Collected data
-- Opening Marker --
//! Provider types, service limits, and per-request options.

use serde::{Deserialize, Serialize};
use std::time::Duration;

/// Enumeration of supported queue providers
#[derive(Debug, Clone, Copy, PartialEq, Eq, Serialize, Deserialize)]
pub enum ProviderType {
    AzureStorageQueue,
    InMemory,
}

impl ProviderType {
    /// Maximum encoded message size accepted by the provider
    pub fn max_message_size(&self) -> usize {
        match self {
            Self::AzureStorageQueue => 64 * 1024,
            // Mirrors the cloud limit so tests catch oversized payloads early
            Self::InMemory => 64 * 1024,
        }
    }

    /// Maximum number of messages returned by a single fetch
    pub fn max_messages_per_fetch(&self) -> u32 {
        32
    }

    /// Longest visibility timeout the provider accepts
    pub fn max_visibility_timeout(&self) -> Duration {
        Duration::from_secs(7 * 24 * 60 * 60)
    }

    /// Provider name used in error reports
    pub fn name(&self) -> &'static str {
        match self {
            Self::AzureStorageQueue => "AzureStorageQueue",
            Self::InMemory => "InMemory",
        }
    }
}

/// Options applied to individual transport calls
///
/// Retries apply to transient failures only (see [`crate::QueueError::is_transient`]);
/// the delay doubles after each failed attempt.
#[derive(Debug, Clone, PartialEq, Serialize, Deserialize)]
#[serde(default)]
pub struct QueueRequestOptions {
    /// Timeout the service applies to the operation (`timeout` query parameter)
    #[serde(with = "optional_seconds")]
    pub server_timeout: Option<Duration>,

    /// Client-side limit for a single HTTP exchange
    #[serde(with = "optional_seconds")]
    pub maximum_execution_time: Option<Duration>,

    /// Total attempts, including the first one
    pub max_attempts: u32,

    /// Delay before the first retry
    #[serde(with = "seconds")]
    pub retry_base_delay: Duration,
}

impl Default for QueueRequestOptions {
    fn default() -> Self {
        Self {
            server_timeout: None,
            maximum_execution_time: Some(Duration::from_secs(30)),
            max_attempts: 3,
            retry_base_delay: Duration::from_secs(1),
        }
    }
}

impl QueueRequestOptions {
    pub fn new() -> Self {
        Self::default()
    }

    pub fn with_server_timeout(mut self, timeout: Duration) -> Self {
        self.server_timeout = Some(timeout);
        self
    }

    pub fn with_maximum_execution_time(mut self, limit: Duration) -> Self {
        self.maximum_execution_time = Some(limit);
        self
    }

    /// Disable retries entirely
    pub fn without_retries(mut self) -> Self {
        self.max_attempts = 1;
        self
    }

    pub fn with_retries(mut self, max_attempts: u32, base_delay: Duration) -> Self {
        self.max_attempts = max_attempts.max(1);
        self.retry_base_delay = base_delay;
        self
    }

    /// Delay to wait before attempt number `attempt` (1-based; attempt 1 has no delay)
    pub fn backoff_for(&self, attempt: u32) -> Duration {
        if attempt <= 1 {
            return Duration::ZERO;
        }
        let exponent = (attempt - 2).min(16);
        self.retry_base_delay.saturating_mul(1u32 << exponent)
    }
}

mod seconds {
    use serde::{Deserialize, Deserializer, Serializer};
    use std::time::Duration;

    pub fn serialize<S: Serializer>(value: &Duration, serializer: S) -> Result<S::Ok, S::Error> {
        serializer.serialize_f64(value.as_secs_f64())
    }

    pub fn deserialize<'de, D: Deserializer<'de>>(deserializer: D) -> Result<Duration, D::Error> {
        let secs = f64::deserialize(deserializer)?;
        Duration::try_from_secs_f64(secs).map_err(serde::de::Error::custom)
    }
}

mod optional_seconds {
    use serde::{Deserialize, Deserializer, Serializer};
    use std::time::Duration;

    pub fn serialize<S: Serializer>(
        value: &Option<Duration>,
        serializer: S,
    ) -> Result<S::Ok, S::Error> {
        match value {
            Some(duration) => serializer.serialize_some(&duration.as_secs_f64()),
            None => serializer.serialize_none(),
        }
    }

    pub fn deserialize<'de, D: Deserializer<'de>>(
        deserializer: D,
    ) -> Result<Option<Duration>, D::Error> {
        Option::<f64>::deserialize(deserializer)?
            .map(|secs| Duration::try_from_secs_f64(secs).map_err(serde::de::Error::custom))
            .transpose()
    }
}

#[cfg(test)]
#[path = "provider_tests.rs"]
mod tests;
-- Closing Marker --
▸ **TASK OBJECTIVE**
Search the records above for the string "single" and copy each line that holds it.

▸ **RESPONSE TO THE EXERCISE**
    /// Maximum number of messages returned by a single fetch
    /// Client-side limit for a single HTTP exchange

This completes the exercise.